**Work instruction:** Look through the data below for the line with "fn cmd_ci() ->", and transcribe it exactly together with each line after it up to and including the line with "a.kind == AssertionKind::Unsupported)". Give nothing else.

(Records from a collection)
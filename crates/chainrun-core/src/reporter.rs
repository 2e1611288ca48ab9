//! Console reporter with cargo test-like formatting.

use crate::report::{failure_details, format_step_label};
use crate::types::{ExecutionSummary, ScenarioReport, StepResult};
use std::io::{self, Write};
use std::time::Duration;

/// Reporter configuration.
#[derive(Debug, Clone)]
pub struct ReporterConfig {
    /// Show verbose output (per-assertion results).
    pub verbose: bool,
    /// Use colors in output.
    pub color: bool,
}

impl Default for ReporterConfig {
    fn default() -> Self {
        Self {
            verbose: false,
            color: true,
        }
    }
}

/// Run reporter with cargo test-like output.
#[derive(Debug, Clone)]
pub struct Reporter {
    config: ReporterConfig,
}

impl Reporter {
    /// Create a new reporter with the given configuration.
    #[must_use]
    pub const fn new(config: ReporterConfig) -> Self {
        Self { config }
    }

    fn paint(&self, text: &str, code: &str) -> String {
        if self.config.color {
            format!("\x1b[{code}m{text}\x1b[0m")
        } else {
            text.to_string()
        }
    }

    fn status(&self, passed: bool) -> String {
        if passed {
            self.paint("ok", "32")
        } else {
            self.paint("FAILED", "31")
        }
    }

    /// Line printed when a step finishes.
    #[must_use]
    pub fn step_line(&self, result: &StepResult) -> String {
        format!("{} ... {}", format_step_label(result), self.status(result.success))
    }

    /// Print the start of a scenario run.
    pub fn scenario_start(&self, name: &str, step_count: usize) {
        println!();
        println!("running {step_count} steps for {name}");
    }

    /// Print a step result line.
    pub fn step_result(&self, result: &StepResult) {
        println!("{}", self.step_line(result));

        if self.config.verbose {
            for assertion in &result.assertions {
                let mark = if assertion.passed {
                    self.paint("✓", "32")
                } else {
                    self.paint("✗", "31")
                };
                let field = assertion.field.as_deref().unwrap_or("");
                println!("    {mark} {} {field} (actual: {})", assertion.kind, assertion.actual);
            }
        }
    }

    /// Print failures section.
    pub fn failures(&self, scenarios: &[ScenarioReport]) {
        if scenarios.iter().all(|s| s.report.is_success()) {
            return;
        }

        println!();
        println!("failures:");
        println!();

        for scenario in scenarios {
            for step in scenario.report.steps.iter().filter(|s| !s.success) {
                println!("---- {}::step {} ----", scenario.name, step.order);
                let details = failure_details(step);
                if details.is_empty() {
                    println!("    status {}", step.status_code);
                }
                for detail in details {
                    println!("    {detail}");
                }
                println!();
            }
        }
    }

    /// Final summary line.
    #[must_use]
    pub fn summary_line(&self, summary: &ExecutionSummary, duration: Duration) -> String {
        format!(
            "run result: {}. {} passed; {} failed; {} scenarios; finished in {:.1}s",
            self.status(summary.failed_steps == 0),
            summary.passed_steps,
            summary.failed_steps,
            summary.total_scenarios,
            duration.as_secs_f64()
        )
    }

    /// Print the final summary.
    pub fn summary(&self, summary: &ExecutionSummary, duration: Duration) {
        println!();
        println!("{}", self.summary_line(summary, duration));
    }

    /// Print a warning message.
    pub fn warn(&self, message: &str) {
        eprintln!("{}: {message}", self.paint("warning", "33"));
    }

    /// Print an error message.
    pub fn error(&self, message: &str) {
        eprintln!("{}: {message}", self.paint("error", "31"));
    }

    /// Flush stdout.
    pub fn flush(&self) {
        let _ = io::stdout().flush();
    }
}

--

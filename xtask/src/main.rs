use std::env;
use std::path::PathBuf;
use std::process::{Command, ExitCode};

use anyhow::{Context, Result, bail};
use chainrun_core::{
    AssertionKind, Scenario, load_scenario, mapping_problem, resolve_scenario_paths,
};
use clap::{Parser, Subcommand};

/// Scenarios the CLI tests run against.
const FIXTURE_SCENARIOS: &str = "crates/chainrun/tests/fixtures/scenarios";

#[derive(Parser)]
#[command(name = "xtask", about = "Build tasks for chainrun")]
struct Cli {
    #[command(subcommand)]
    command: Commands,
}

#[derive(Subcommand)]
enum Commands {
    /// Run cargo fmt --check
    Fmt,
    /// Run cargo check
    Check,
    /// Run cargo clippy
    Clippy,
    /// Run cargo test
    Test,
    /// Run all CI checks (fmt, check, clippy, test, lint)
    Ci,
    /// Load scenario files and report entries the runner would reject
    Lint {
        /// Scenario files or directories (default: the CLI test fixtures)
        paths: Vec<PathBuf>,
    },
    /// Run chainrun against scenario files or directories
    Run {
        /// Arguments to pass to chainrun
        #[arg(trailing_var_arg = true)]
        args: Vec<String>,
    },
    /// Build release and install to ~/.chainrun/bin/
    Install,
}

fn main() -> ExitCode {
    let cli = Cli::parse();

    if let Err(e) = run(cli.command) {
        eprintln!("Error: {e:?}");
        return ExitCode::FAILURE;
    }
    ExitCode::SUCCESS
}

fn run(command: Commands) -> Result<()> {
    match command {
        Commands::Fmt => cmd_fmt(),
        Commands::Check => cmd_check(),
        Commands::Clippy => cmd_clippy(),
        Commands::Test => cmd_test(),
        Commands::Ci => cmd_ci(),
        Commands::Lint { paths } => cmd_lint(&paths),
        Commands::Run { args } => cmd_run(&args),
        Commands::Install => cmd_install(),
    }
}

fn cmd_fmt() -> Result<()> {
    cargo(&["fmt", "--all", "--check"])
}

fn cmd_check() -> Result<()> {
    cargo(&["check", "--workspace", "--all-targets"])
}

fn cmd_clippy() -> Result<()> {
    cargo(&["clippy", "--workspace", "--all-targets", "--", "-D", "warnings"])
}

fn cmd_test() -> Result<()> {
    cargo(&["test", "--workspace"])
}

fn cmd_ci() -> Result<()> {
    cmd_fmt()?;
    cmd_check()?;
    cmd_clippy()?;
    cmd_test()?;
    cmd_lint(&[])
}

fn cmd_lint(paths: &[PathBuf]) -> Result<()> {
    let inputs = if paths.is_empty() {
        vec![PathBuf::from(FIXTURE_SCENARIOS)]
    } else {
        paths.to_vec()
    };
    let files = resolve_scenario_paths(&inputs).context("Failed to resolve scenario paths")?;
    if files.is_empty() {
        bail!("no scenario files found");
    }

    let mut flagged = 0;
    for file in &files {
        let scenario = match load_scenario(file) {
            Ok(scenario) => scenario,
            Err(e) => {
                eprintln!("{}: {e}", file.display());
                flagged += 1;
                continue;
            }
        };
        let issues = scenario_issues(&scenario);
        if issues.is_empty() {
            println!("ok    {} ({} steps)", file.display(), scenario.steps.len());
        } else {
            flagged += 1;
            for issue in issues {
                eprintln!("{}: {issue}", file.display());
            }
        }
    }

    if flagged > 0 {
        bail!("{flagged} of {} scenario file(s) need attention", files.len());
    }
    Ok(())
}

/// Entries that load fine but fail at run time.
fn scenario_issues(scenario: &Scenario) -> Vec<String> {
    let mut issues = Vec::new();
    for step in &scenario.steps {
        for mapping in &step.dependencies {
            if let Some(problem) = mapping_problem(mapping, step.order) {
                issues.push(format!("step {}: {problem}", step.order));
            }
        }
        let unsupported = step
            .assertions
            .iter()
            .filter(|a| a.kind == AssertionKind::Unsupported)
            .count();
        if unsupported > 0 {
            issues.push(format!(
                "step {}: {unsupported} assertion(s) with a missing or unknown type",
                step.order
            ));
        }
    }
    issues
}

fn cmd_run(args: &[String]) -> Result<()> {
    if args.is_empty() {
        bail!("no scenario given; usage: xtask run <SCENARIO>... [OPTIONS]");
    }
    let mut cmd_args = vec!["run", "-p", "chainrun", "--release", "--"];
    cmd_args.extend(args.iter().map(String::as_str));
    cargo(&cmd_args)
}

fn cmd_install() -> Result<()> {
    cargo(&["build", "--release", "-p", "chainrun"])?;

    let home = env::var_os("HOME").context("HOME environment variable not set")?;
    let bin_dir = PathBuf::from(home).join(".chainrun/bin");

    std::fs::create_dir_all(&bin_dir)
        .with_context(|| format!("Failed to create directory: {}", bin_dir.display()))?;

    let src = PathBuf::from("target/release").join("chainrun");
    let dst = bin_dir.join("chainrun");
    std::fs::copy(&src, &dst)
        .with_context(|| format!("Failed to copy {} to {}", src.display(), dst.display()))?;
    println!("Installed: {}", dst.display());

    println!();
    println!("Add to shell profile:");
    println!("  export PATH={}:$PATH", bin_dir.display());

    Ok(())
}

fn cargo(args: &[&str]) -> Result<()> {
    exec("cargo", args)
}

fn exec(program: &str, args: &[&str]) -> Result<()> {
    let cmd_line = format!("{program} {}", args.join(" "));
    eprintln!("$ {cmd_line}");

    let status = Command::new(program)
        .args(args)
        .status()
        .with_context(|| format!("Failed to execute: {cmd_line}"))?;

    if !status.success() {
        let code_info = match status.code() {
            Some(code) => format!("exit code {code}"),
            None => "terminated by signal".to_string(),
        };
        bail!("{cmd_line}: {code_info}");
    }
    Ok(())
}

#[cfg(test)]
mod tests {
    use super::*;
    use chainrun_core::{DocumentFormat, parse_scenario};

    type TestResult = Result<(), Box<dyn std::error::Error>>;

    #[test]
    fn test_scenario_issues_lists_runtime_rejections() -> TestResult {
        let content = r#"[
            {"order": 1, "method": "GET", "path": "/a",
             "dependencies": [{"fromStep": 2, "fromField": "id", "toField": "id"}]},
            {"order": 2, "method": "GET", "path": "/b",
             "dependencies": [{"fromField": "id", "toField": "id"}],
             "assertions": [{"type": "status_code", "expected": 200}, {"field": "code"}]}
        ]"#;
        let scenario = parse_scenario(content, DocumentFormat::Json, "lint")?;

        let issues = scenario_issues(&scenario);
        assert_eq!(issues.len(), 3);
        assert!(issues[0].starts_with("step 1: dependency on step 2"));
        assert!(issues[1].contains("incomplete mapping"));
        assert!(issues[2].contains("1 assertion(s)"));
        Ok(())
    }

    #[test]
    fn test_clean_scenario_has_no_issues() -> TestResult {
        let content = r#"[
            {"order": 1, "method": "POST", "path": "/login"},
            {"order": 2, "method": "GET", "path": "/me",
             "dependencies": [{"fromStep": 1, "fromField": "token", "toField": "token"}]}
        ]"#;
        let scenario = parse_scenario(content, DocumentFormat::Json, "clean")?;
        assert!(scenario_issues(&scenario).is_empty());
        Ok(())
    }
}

**Final answer:**
fn cmd_ci() -> Result<()> {
    cmd_fmt()?;
    cmd_check()?;
    cmd_clippy()?;
    cmd_test()?;
    cmd_lint(&[])
}

fn cmd_lint(paths: &[PathBuf]) -> Result<()> {
    let inputs = if paths.is_empty() {
        vec![PathBuf::from(FIXTURE_SCENARIOS)]
    } else {
        paths.to_vec()
    };
    let files = resolve_scenario_paths(&inputs).context("Failed to resolve scenario paths")?;
    if files.is_empty() {
        bail!("no scenario files found");
    }

    let mut flagged = 0;
    for file in &files {
        let scenario = match load_scenario(file) {
            Ok(scenario) => scenario,
            Err(e) => {
                eprintln!("{}: {e}", file.display());
                flagged += 1;
                continue;
            }
        };
        let issues = scenario_issues(&scenario);
        if issues.is_empty() {
            println!("ok    {} ({} steps)", file.display(), scenario.steps.len());
        } else {
            flagged += 1;
            for issue in issues {
                eprintln!("{}: {issue}", file.display());
            }
        }
    }

    if flagged > 0 {
        bail!("{flagged} of {} scenario file(s) need attention", files.len());
    }
    Ok(())
}

/// Entries that load fine but fail at run time.
fn scenario_issues(scenario: &Scenario) -> Vec<String> {
    let mut issues = Vec::new();
    for step in &scenario.steps {
        for mapping in &step.dependencies {
            if let Some(problem) = mapping_problem(mapping, step.order) {
                issues.push(format!("step {}: {problem}", step.order));
            }
        }
        let unsupported = step
            .assertions
            .iter()
            .filter(|a| a.kind == AssertionKind::Unsupported)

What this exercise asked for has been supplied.